On Monday, during his New Year’s day address, Kim Jong Un, the North Korean leader, declared his country a nuclear power. However, Reuters reported that he also acknowledged that he was “open to dialogue” with South Korea. Earlier, South Korea had confiscated two vessels that are suspected of violating sanctions that were imposed the United Nations by smuggling oil to North Korea.
Markets in New Zealand, Thailand, and Japan are closed for holidays.
In the last trading session of last year, Wall Street finished slightly lower. The industrial average of Dow Jones dropped 118.29 points or 0.48 percent to finish at 24,719.22, the S&P 500 dropped 0.52 percent to close at 2,673.61, and the Nasdaq composite finished the session flat at 6,903.39.
Still, major indexes of the U.S. recorded solid gains for the year. The Dow Jones increased 25.2 percent in 2017 and the benchmark S&P 500 grew 19.5 percent.
Markets in Europe were a similar story, with most indexes finishing lower on Friday. However, on average, it notched the highest annual gains since 2013.
In currencies, the greenback was on the back foot compared to a basket of six currencies, with the dollar index trading at 92.227 at 6:39 a.m.

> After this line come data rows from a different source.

use std::cmp::Ordering;

use once_cell::sync::Lazy;

use crate::firestore::collection::DocumentKeySet;
use crate::firestore::core::view_snapshot::{
    DocumentViewChange, DocumentViewChangeSet, DocumentViewChangeType, SyncState, ViewSnapshot,
};
use crate::firestore::core::{OnlineState, Query, TargetChange};
use crate::firestore::model::{Document, DocumentKey, DocumentSet, MaybeDocument};
use crate::logger::Logger;
use crate::util::hard_assert;

static LOGGER: Lazy<Logger> = Lazy::new(|| Logger::new("@firebase/firestore"));

/// The result of folding a batch of document updates into a view, before it is applied.
#[derive(Clone, Debug)]
pub struct DocumentChanges {
    document_set: DocumentSet,
    change_set: DocumentViewChangeSet,
    mutated_keys: DocumentKeySet,
    needs_refill: bool,
}

impl DocumentChanges {
    pub fn document_set(&self) -> &DocumentSet {
        &self.document_set
    }

    pub fn change_set(&self) -> &DocumentViewChangeSet {
        &self.change_set
    }

    pub fn mutated_keys(&self) -> &DocumentKeySet {
        &self.mutated_keys
    }

    /// True when a limit query lost a document at its edge and must be recomputed from the full
    /// local result set before it can be applied.
    pub fn needs_refill(&self) -> bool {
        self.needs_refill
    }
}

#[derive(Clone, Copy, Debug, PartialEq, Eq, Hash)]
pub enum LimboDocumentChangeType {
    Added,
    Removed,
}

/// A document entering or leaving limbo: present locally but not confirmed by the backend.
#[derive(Clone, Debug, PartialEq, Eq, Hash)]
pub struct LimboDocumentChange {
    change_type: LimboDocumentChangeType,
    key: DocumentKey,
}

impl LimboDocumentChange {
    pub fn new(change_type: LimboDocumentChangeType, key: DocumentKey) -> Self {
        Self { change_type, key }
    }

    pub fn change_type(&self) -> LimboDocumentChangeType {
        self.change_type
    }

    pub fn key(&self) -> &DocumentKey {
        &self.key
    }
}

/// What [`View::apply_changes`] produced.
#[derive(Clone, Debug, Default)]
pub struct ViewChange {
    snapshot: Option<ViewSnapshot>,
    limbo_changes: Vec<LimboDocumentChange>,
}

impl ViewChange {
    pub fn snapshot(&self) -> Option<&ViewSnapshot> {
        self.snapshot.as_ref()
    }

    pub fn into_snapshot(self) -> Option<ViewSnapshot> {
        self.snapshot
    }

    pub fn limbo_changes(&self) -> &[LimboDocumentChange] {
        &self.limbo_changes
    }
}

/// Turns document updates for one query into snapshots with minimal change lists.
///
/// A view is driven by a single writer. Every intermediate [`DocumentSet`] it produces is
/// persistent, so snapshots already handed out are never affected by later updates.
#[derive(Debug)]
pub struct View {
    query: Query,
    sync_state: SyncState,
    current: bool,
    document_set: DocumentSet,
    synced_documents: DocumentKeySet,
    limbo_documents: DocumentKeySet,
    mutated_keys: DocumentKeySet,
}

impl View {
    /// `remote_documents` are the keys the backend last reported for this query, if resuming.
    pub fn new(query: Query, remote_documents: DocumentKeySet) -> Self {
        let document_set = DocumentSet::new(query.comparator());
        Self {
            query,
            sync_state: SyncState::None,
            current: false,
            document_set,
            synced_documents: remote_documents,
            limbo_documents: DocumentKeySet::new(),
            mutated_keys: DocumentKeySet::new(),
        }
    }

    pub fn query(&self) -> &Query {
        &self.query
    }

    pub fn sync_state(&self) -> SyncState {
        self.sync_state
    }

    pub fn is_current(&self) -> bool {
        self.current
    }

    pub fn documents(&self) -> &DocumentSet {
        &self.document_set
    }

    pub fn limbo_documents(&self) -> &DocumentKeySet {
        &self.limbo_documents
    }

    pub fn synced_documents(&self) -> &DocumentKeySet {
        &self.synced_documents
    }

    /// Classifies `updates` against the view's current documents (or against `previous`, when
    /// refilling a limit query) without changing the view.
    pub fn compute_doc_changes<'a, I>(
        &self,
        updates: I,
        previous: Option<&DocumentChanges>,
    ) -> DocumentChanges
    where
        I: IntoIterator<Item = (&'a DocumentKey, &'a MaybeDocument)>,
    {
        let mut change_set = previous
            .map(|changes| changes.change_set.clone())
            .unwrap_or_default();
        let old_document_set = previous.map_or(&self.document_set, |changes| &changes.document_set);
        let mut new_mutated_keys = previous
            .map_or(&self.mutated_keys, |changes| &changes.mutated_keys)
            .clone();
        let mut new_document_set = old_document_set.clone();
        let mut needs_refill = false;

        let comparator = self.query.comparator();
        let limit = self.query.limit();
        let last_doc_in_limit = match limit {
            Some(limit) if self.query.has_limit_to_first() && old_document_set.len() == limit => {
                old_document_set.last().cloned()
            }
            _ => None,
        };
        let first_doc_in_limit = match limit {
            Some(limit) if self.query.has_limit_to_last() && old_document_set.len() == limit => {
                old_document_set.first().cloned()
            }
            _ => None,
        };

        for (key, maybe_document) in updates {
            let old_doc = old_document_set.get(key);
            let mut new_doc = maybe_document.as_document();

            if let Some(document) = new_doc {
                if !hard_assert(
                    key == document.key(),
                    format!("Mismatching key in doc change {key} != {}", document.key()),
                ) {
                    continue;
                }
                if !self.query.matches(document) {
                    new_doc = None;
                }
            }

            let old_doc_had_pending_mutations =
                old_doc.is_some_and(|doc| self.mutated_keys.contains(doc.key()));
            let new_doc_has_pending_mutations = new_doc.is_some_and(|doc| {
                doc.has_local_mutations()
                    || (self.mutated_keys.contains(doc.key()) && doc.has_committed_mutations())
            });

            let mut change_applied = false;
            match (old_doc, new_doc) {
                (Some(old), Some(new)) => {
                    if old.data() != new.data() {
                        if !should_wait_for_synced_document(old, new) {
                            change_set.add_change(DocumentViewChange::new(
                                DocumentViewChangeType::Modified,
                                new.clone(),
                            ));
                            change_applied = true;

                            let past_last = last_doc_in_limit
                                .as_ref()
                                .is_some_and(|last| comparator(new, last) == Ordering::Greater);
                            let before_first = first_doc_in_limit
                                .as_ref()
                                .is_some_and(|first| comparator(new, first) == Ordering::Less);
                            if past_last || before_first {
                                needs_refill = true;
                            }
                        }
                    } else if old_doc_had_pending_mutations != new_doc_has_pending_mutations {
                        change_set.add_change(DocumentViewChange::new(
                            DocumentViewChangeType::Metadata,
                            new.clone(),
                        ));
                        change_applied = true;
                    }
                }
                (None, Some(new)) => {
                    change_set.add_change(DocumentViewChange::new(
                        DocumentViewChangeType::Added,
                        new.clone(),
                    ));
                    change_applied = true;
                }
                (Some(old), None) => {
                    change_set.add_change(DocumentViewChange::new(
                        DocumentViewChangeType::Removed,
                        old.clone(),
                    ));
                    change_applied = true;
                    if last_doc_in_limit.is_some() || first_doc_in_limit.is_some() {
                        needs_refill = true;
                    }
                }
                (None, None) => {}
            }

            if change_applied {
                match new_doc {
                    Some(new) => {
                        new_document_set = new_document_set.insert(new.clone());
                        new_mutated_keys = if new.has_local_mutations() {
                            new_mutated_keys.insert(new.key().clone())
                        } else {
                            new_mutated_keys.remove(new.key())
                        };
                    }
                    None => {
                        new_document_set = new_document_set.remove(key);
                        new_mutated_keys = new_mutated_keys.remove(key);
                    }
                }
            }
        }

        if let Some(limit) = limit {
            while new_document_set.len() > limit {
                let excess = if self.query.has_limit_to_first() {
                    new_document_set.last()
                } else {
                    new_document_set.first()
                };
                let Some(excess) = excess.cloned() else {
                    break;
                };
                new_document_set = new_document_set.remove(excess.key());
                new_mutated_keys = new_mutated_keys.remove(excess.key());
                change_set.add_change(DocumentViewChange::new(
                    DocumentViewChangeType::Removed,
                    excess,
                ));
            }
        }

        hard_assert(
            !needs_refill || previous.is_none(),
            "View was refilled using docs that themselves needed refilling.",
        );

        DocumentChanges {
            document_set: new_document_set,
            change_set,
            mutated_keys: new_mutated_keys,
            needs_refill,
        }
    }

    /// Applies computed changes (and the watch stream's view of the target, if any), returning
    /// a snapshot when something observable changed.
    pub fn apply_changes(
        &mut self,
        doc_changes: &DocumentChanges,
        target_change: Option<&TargetChange>,
    ) -> ViewChange {
        if !hard_assert(
            !doc_changes.needs_refill,
            "Cannot apply changes that need a refill",
        ) {
            return ViewChange::default();
        }

        let old_document_set =
            std::mem::replace(&mut self.document_set, doc_changes.document_set.clone());
        let old_mutated_keys =
            std::mem::replace(&mut self.mutated_keys, doc_changes.mutated_keys.clone());

        let comparator = self.query.comparator();
        let mut view_changes = doc_changes.change_set.changes();
        view_changes.sort_by(|left, right| {
            left.change_type()
                .emit_order()
                .cmp(&right.change_type().emit_order())
                .then_with(|| comparator(left.document(), right.document()))
        });

        if let Some(target_change) = target_change {
            self.apply_target_change(target_change);
        }
        let limbo_changes = self.update_limbo_documents();

        let synced = self.limbo_documents.is_empty() && self.current;
        let new_sync_state = if synced {
            SyncState::Synced
        } else {
            SyncState::Local
        };
        let sync_state_changed = new_sync_state != self.sync_state;
        self.sync_state = new_sync_state;

        let mutated_keys_changed = old_mutated_keys != self.mutated_keys;
        let snapshot = if !view_changes.is_empty() || sync_state_changed || mutated_keys_changed {
            Some(ViewSnapshot::new(
                self.query.clone(),
                self.document_set.clone(),
                old_document_set,
                view_changes,
                new_sync_state == SyncState::Local,
                self.mutated_keys.clone(),
                sync_state_changed,
                false,
            ))
        } else {
            None
        };

        ViewChange {
            snapshot,
            limbo_changes,
        }
    }

    /// Going offline makes a current view non-current, which surfaces as a from-cache snapshot.
    pub fn apply_online_state_change(&mut self, online_state: OnlineState) -> ViewChange {
        if self.current && online_state == OnlineState::Offline {
            self.current = false;
            let unchanged = DocumentChanges {
                document_set: self.document_set.clone(),
                change_set: DocumentViewChangeSet::new(),
                mutated_keys: self.mutated_keys.clone(),
                needs_refill: false,
            };
            self.apply_changes(&unchanged, None)
        } else {
            ViewChange::default()
        }
    }

    fn apply_target_change(&mut self, target_change: &TargetChange) {
        for key in target_change.added_documents().iter() {
            self.synced_documents = self.synced_documents.insert(key.clone());
        }
        for key in target_change.modified_documents().iter() {
            hard_assert(
                self.synced_documents.contains(key),
                format!("Modified document {key} not found in view."),
            );
        }
        for key in target_change.removed_documents().iter() {
            self.synced_documents = self.synced_documents.remove(key);
        }
        self.current = target_change.is_current();
    }

    fn update_limbo_documents(&mut self) -> Vec<LimboDocumentChange> {
        if !self.current {
            return Vec::new();
        }

        let old_limbo_documents = std::mem::take(&mut self.limbo_documents);
        self.limbo_documents = self
            .document_set
            .iter()
            .filter(|doc| self.should_be_limbo_doc(doc))
            .map(|doc| doc.key().clone())
            .collect();

        let mut changes = Vec::new();
        for key in old_limbo_documents.iter() {
            if !self.limbo_documents.contains(key) {
                changes.push(LimboDocumentChange::new(
                    LimboDocumentChangeType::Removed,
                    key.clone(),
                ));
            }
        }
        for key in self.limbo_documents.iter() {
            if !old_limbo_documents.contains(key) {
                changes.push(LimboDocumentChange::new(
                    LimboDocumentChangeType::Added,
                    key.clone(),
                ));
            }
        }
        if !changes.is_empty() {
            LOGGER.debug(format_args!(
                "{}: {} document(s) now in limbo, {} limbo change(s)",
                self.query,
                self.limbo_documents.len(),
                changes.len()
            ));
        }
        changes
    }

    fn should_be_limbo_doc(&self, document: &Document) -> bool {
        !self.synced_documents.contains(document.key()) && !document.has_local_mutations()
    }
}

/// The write acknowledgement arrives before watch catches up: hold the event until it does.
fn should_wait_for_synced_document(old_doc: &Document, new_doc: &Document) -> bool {
    old_doc.has_local_mutations() && new_doc.has_committed_mutations() && !new_doc.has_local_mutations()
}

HK/SIN. On Friday, the index had seen its largest annual decline since 2003.
The dollar traded at 112.60 against the yen.
Meanwhile, the Australian dollar mostly held onto gains that were made before the new year, with the currency last trading at $0.7805. The Australian dollar has been backed by the weaker greenback as well as stable commodity prices.
On the energy sector, Reuters said that Brent crude futures added 45 cents to close at $66.62 per barrel and U.S. West Texas Intermediate closed at $60.42, its highest close since the mid-2015.
What’s on tap
Reuters said that China would probably be in focus, with a survey concentrating on manufacturing activity at smaller businesses that are due in the morning. Meeting expectations of analysts, last week, the official manufacturing Purchasing Managers’ Index (PMI) had come in at 51.6 for the month of December.